● **Work task**
In the listing below, a line holding "API key not" and a line holding "has no candidate" mark the range. Retype both exactly, with all lines between them.

● **Excerpted records**
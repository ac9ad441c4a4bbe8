//! Gemini fact-checker — asks an LLM to judge the claim and answer in JSON.
//!
//! Talks directly to the `models/{model}:generateContent` REST endpoint.
//! The model is instructed to return exactly
//! `{"verdict", "confidence", "explanation", "sources"}`; anything else is
//! treated as an invalid response so the chain can fall back.

use std::sync::OnceLock;
use std::time::Duration;

use async_trait::async_trait;
use regex::Regex;
use serde_json::{json, Value};
use tracing::{debug, error, warn};

use newscheck_core::config::GeminiConfig;
use newscheck_core::types::{Claim, Finding, Language, Method, Verdict};

use crate::traits::{Verifier, VerifyError};

/// Public Gemini REST endpoint.
pub const DEFAULT_API_BASE: &str = "https://generativelanguage.googleapis.com/v1beta";

const REQUIRED_KEYS: [&str; 4] = ["verdict", "confidence", "explanation", "sources"];

// ─────────────────────────────────────────────
// Prompt
// ─────────────────────────────────────────────

/// Build the fact-check prompt for a claim.
pub fn build_prompt(news_text: &str, language: Language) -> String {
    let explanation_language = match language {
        Language::English => "English",
        Language::Tamil => "Tamil",
    };
    format!(
        r#"You are a smart AI fact-checker.

Your job is to check if the given news is real or fake using official websites (like government, university, or space agencies), Wikipedia, and trusted news sites (NDTV, The Hindu, BBC, etc.).

STRICT INSTRUCTIONS:
- Ignore all spelling mistakes, grammar errors, and informal wording.
- Understand Tamil names and short forms (e.g. "mk stalin" -> "M. K. Stalin", "tn" -> "Tamil Nadu").
- Do not correct the user's sentence or comment on spelling. Focus only on the truth of the news.
- Write the explanation in {explanation_language}.
- Output only the result in the required format.

Return exactly this format in plain JSON:

{{
  "verdict": "Real or Fake",
  "confidence": 0-100,
  "explanation": "Why it's true or false (1-2 lines only)",
  "sources": ["https://source1.com", "https://source2.com"]
}}

News to verify: {news_text}
"#
    )
}

// ─────────────────────────────────────────────
// Response parsing
// ─────────────────────────────────────────────

fn json_block_re() -> &'static Regex {
    static RE: OnceLock<Regex> = OnceLock::new();
    RE.get_or_init(|| Regex::new(r"\{[\s\S]+?\}").unwrap())
}

/// Parse the model's text answer into a [`Finding`].
///
/// Accepts bare JSON or JSON embedded in surrounding prose / code fences
/// (the first `{...}` block is used).
pub fn parse_verdict_json(text: &str) -> Result<Finding, VerifyError> {
    let text = text.trim();

    let object = match serde_json::from_str::<Value>(text) {
        Ok(v @ Value::Object(_)) => v,
        _ => json_block_re()
            .find(text)
            .and_then(|m| serde_json::from_str::<Value>(m.as_str()).ok())
            .filter(Value::is_object)
            .ok_or_else(|| VerifyError::InvalidResponse("Gemini gave an invalid response".into()))?,
    };

    if REQUIRED_KEYS.iter().any(|k| object.get(k).is_none()) {
        return Err(VerifyError::InvalidResponse(
            "Gemini response is missing required fields".into(),
        ));
    }

    let verdict = match object["verdict"].as_str().map(|s| s.trim().to_lowercase()) {
        Some(v) if v == "real" => Verdict::True,
        Some(v) if v == "fake" => Verdict::Fake,
        other => {
            return Err(VerifyError::InvalidResponse(format!(
                "unexpected verdict: {}",
                other.unwrap_or_default()
            )))
        }
    };

    let confidence = parse_confidence(&object["confidence"])?;
    let explanation = object["explanation"].as_str().unwrap_or_default();
    let sources = match &object["sources"] {
        Value::Array(items) => items
            .iter()
            .filter_map(Value::as_str)
            .map(str::trim)
            .filter(|s| !s.is_empty())
            .map(String::from)
            .collect(),
        Value::String(s) if !s.trim().is_empty() => vec![s.trim().to_string()],
        _ => Vec::new(),
    };

    Ok(Finding::new(verdict, confidence)
        .with_sources(sources)
        .with_explanation(explanation))
}

/// Confidence may come back as an integer, a float, or a numeric string.
/// Anything else is an invalid response.
fn parse_confidence(value: &Value) -> Result<u32, VerifyError> {
    let raw = match value {
        Value::Number(n) => n.as_f64(),
        Value::String(s) => s.trim().trim_end_matches('%').trim().parse::<f64>().ok(),
        _ => None,
    };
    match raw {
        Some(v) if v.is_finite() => Ok(v.round().clamp(0.0, 100.0) as u32),
        _ => Err(VerifyError::InvalidResponse(format!(
            "non-numeric confidence: {value}"
        ))),
    }
}

/// Extract `candidates[0].content.parts[0].text` from a generateContent body.
fn candidate_text(body: &Value) -> Option<&str> {
    body.get("candidates")?
        .get(0)?
        .get("content")?
        .get("parts")?
        .get(0)?
        .get("text")?
        .as_str()
}

// ─────────────────────────────────────────────
// GeminiVerifier
// ─────────────────────────────────────────────

/// Fact-checks claims with a Gemini model.
pub struct GeminiVerifier {
    client: reqwest::Client,
    api_base: String,
    api_key: String,
    model: String,
    temperature: f64,
    language: Language,
}

impl std::fmt::Debug for GeminiVerifier {
    fn fmt(&self, f: &mut std::fmt::Formatter<'_>) -> std::fmt::Result {
        f.debug_struct("GeminiVerifier")
            .field("api_base", &self.api_base)
            .field("model", &self.model)
            .field("language", &self.language)
            .finish()
    }
}

impl GeminiVerifier {
    pub fn new(config: &GeminiConfig, language: Language) -> Self {
        let client = reqwest::Client::builder()
            .timeout(Duration::from_secs(config.timeout_secs))
            .build()
            .unwrap_or_default();

        Self {
            client,
            api_base: config
                .api_base
                .clone()
                .unwrap_or_else(|| DEFAULT_API_BASE.to_string()),
            api_key: config.api_key.clone(),
            model: config.model.clone(),
            temperature: config.temperature,
            language,
        }
    }

    fn generate_url(&self) -> String {
        let base = self.api_base.trim_end_matches('/');
        format!("{}/models/{}:generateContent", base, self.model)
    }

    /// Map a non-success response to an error; quota exhaustion is special.
    fn classify_error(status: reqwest::StatusCode, body: &str) -> VerifyError {
        let parsed: Option<Value> = serde_json::from_str(body).ok();
        let api_status = parsed
            .as_ref()
            .and_then(|v| v["error"]["status"].as_str())
            .unwrap_or_default();

        if status == reqwest::StatusCode::TOO_MANY_REQUESTS || api_status == "RESOURCE_EXHAUSTED" {
            return VerifyError::LimitExceeded;
        }

        let message = parsed
            .as_ref()
            .and_then(|v| v["error"]["message"].as_str())
            .map(String::from)
            .unwrap_or_else(|| body.to_string());

        VerifyError::Api {
            status: status.as_u16(),
            message,
        }
    }
}

#[async_trait]
impl Verifier for GeminiVerifier {
    fn method(&self) -> Method {
        Method::Gemini
    }

    async fn verify(&self, claim: &Claim) -> Result<Option<Finding>, VerifyError> {
        if self.api_key.is_empty() {
            return Err(VerifyError::NotConfigured("Gemini API key not set".into()));
        }

        let prompt = build_prompt(claim.raw(), self.language);
        let payload = json!({
            "contents": [
                {
                    "role": "user",
                    "parts": [{ "text": prompt }]
                }
            ],
            "generationConfig": {
                "temperature": self.temperature
            }
        });

        debug!(model = %self.model, language = self.language.display_name(), "Calling Gemini");

        let response = self
            .client
            .post(self.generate_url())
            .query(&[("key", &self.api_key)])
            .json(&payload)
            .send()
            .await
            .map_err(|e| {
                error!(error = %e, "Gemini request failed");
                VerifyError::Http(e)
            })?;

        let status = response.status();
        if !status.is_success() {
            let body = response
                .text()
                .await
                .unwrap_or_else(|_| "Failed to read error body".to_string());
            let err = Self::classify_error(status, &body);
            match &err {
                VerifyError::LimitExceeded => warn!("Gemini usage limit exceeded"),
                _ => error!(status = %status, body = %body, "Gemini API error"),
            }
            return Err(err);
        }

        let body: Value = response
            .json()
            .await
            .map_err(|e| VerifyError::InvalidResponse(format!("non-JSON body: {e}")))?;

        let text = candidate_text(&body)
            .ok_or_else(|| VerifyError::InvalidResponse("response has no candidate text".into()))?;

        debug!(response = %text, "Gemini response received");

        parse_verdict_json(text).map(Some)
    }
}

// ─────────────────────────────────────────────
// Tests
// ─────────────────────────────────────────────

● **Your solution**
            return Err(VerifyError::NotConfigured("Gemini API key not set".into()));
        }

        let prompt = build_prompt(claim.raw(), self.language);
        let payload = json!({
            "contents": [
                {
                    "role": "user",
                    "parts": [{ "text": prompt }]
                }
            ],
            "generationConfig": {
                "temperature": self.temperature
            }
        });

        debug!(model = %self.model, language = self.language.display_name(), "Calling Gemini");

        let response = self
            .client
            .post(self.generate_url())
            .query(&[("key", &self.api_key)])
            .json(&payload)
            .send()
            .await
            .map_err(|e| {
                error!(error = %e, "Gemini request failed");
                VerifyError::Http(e)
            })?;

        let status = response.status();
        if !status.is_success() {
            let body = response
                .text()
                .await
                .unwrap_or_else(|_| "Failed to read error body".to_string());
            let err = Self::classify_error(status, &body);
            match &err {
                VerifyError::LimitExceeded => warn!("Gemini usage limit exceeded"),
                _ => error!(status = %status, body = %body, "Gemini API error"),
            }
            return Err(err);
        }

        let body: Value = response
            .json()
            .await
            .map_err(|e| VerifyError::InvalidResponse(format!("non-JSON body: {e}")))?;

        let text = candidate_text(&body)
            .ok_or_else(|| VerifyError::InvalidResponse("response has no candidate text".into()))?;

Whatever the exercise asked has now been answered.